**What you need to do**
Your answer should consist of all lines in the listing that hold the word "struct".

**Data listing**
= = = = =

use serde::de::{Error as _, MapAccess, SeqAccess, Visitor};
use serde::{Deserialize, Deserializer, Serialize, Serializer};
use serde_json::value::RawValue;
use std::collections::HashMap;
use std::fmt;

/// Text keyed by language code, e.g. `{"en": "Frieren", "ja": "葬送のフリーレン"}`.
///
/// The API serializes these either as a flat object or as an array of
/// single-entry objects; both decode into the same value. Entries keep the
/// order in which each language code first appeared.
#[derive(Debug, Clone, Default, PartialEq, Eq)]
pub struct LocalizedText {
    entries: Vec<(String, String)>,
}

impl LocalizedText {
    pub fn new() -> Self {
        Self::default()
    }

    /// Returns the text for `code`.
    ///
    /// When `code` is missing and `fallback` is true, the first inserted entry
    /// is returned instead. Otherwise an empty string.
    pub fn get(&self, code: &str, fallback: bool) -> &str {
        if let Some((_, text)) = self.entries.iter().find(|(k, _)| k == code) {
            return text;
        }
        if fallback {
            if let Some((_, text)) = self.entries.first() {
                return text;
            }
        }
        ""
    }

    pub fn contains(&self, code: &str) -> bool {
        self.entries.iter().any(|(k, _)| k == code)
    }

    /// Inserts or overwrites. Empty codes are ignored.
    pub fn insert(&mut self, code: impl Into<String>, text: impl Into<String>) {
        let code = code.into();
        if code.is_empty() {
            return;
        }
        let text = text.into();
        match self.entries.iter_mut().find(|(k, _)| *k == code) {
            Some((_, old)) => *old = text,
            None => self.entries.push((code, text)),
        }
    }

    pub fn len(&self) -> usize {
        self.entries.len()
    }

    pub fn is_empty(&self) -> bool {
        self.entries.is_empty()
    }

    pub fn iter(&self) -> impl Iterator<Item = (&str, &str)> {
        self.entries.iter().map(|(k, v)| (k.as_str(), v.as_str()))
    }

    pub fn to_map(&self) -> HashMap<String, String> {
        self.entries.iter().cloned().collect()
    }
}

impl<K: Into<String>, V: Into<String>> FromIterator<(K, V)> for LocalizedText {
    fn from_iter<T: IntoIterator<Item = (K, V)>>(iter: T) -> Self {
        let mut text = LocalizedText::new();
        for (k, v) in iter {
            text.insert(k, v);
        }
        text
    }
}

struct LocalizedTextVisitor;

impl<'de> Visitor<'de> for LocalizedTextVisitor {
    type Value = LocalizedText;

    fn expecting(&self, formatter: &mut fmt::Formatter) -> fmt::Result {
        formatter.write_str("a map of language codes or a list of such maps")
    }

    fn visit_map<A>(self, map: A) -> Result<Self::Value, A::Error>
    where
        A: MapAccess<'de>,
    {
        EntriesVisitor.visit_map(map)
    }

    fn visit_seq<A>(self, mut seq: A) -> Result<Self::Value, A::Error>
    where
        A: SeqAccess<'de>,
    {
        let mut text = LocalizedText::new();
        // later codes win
        while let Some(Entries(entry)) = seq.next_element::<Entries>()? {
            for (code, value) in entry.entries {
                text.insert(code, value);
            }
        }
        Ok(text)
    }
}

/// One element of the list shape. Only a map is accepted here.
struct Entries(LocalizedText);

struct EntriesVisitor;

impl<'de> Visitor<'de> for EntriesVisitor {
    type Value = LocalizedText;

    fn expecting(&self, formatter: &mut fmt::Formatter) -> fmt::Result {
        formatter.write_str("a map of language codes")
    }

    fn visit_map<A>(self, mut map: A) -> Result<Self::Value, A::Error>
    where
        A: MapAccess<'de>,
    {
        let mut text = LocalizedText::new();
        while let Some((code, value)) = map.next_entry::<String, Option<String>>()? {
            if let Some(value) = value {
                text.insert(code, value);
            }
        }
        Ok(text)
    }
}

impl<'de> Deserialize<'de> for Entries {
    fn deserialize<D>(deserializer: D) -> Result<Self, D::Error>
    where
        D: Deserializer<'de>,
    {
        deserializer.deserialize_map(EntriesVisitor).map(Entries)
    }
}

fn decode_shape(json: &str) -> serde_json::Result<LocalizedText> {
    let mut de = serde_json::Deserializer::from_str(json);
    let text = (&mut de).deserialize_any(LocalizedTextVisitor)?;
    de.end()?;
    Ok(text)
}

impl<'de> Deserialize<'de> for LocalizedText {
    fn deserialize<D>(deserializer: D) -> Result<Self, D::Error>
    where
        D: Deserializer<'de>,
    {
        let raw = Box::<RawValue>::deserialize(deserializer)?;
        decode_shape(raw.get()).map_err(|e| {
            D::Error::custom(format!("error decoding localized text: {e}, {}", raw.get()))
        })
    }
}

impl Serialize for LocalizedText {
    fn serialize<S>(&self, serializer: S) -> Result<S::Ok, S::Error>
    where
        S: Serializer,
    {
        serializer.collect_map(self.iter())
    }
}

= = = = =

**Answer to this problem**
pub struct LocalizedText {
struct LocalizedTextVisitor;
struct Entries(LocalizedText);
struct EntriesVisitor;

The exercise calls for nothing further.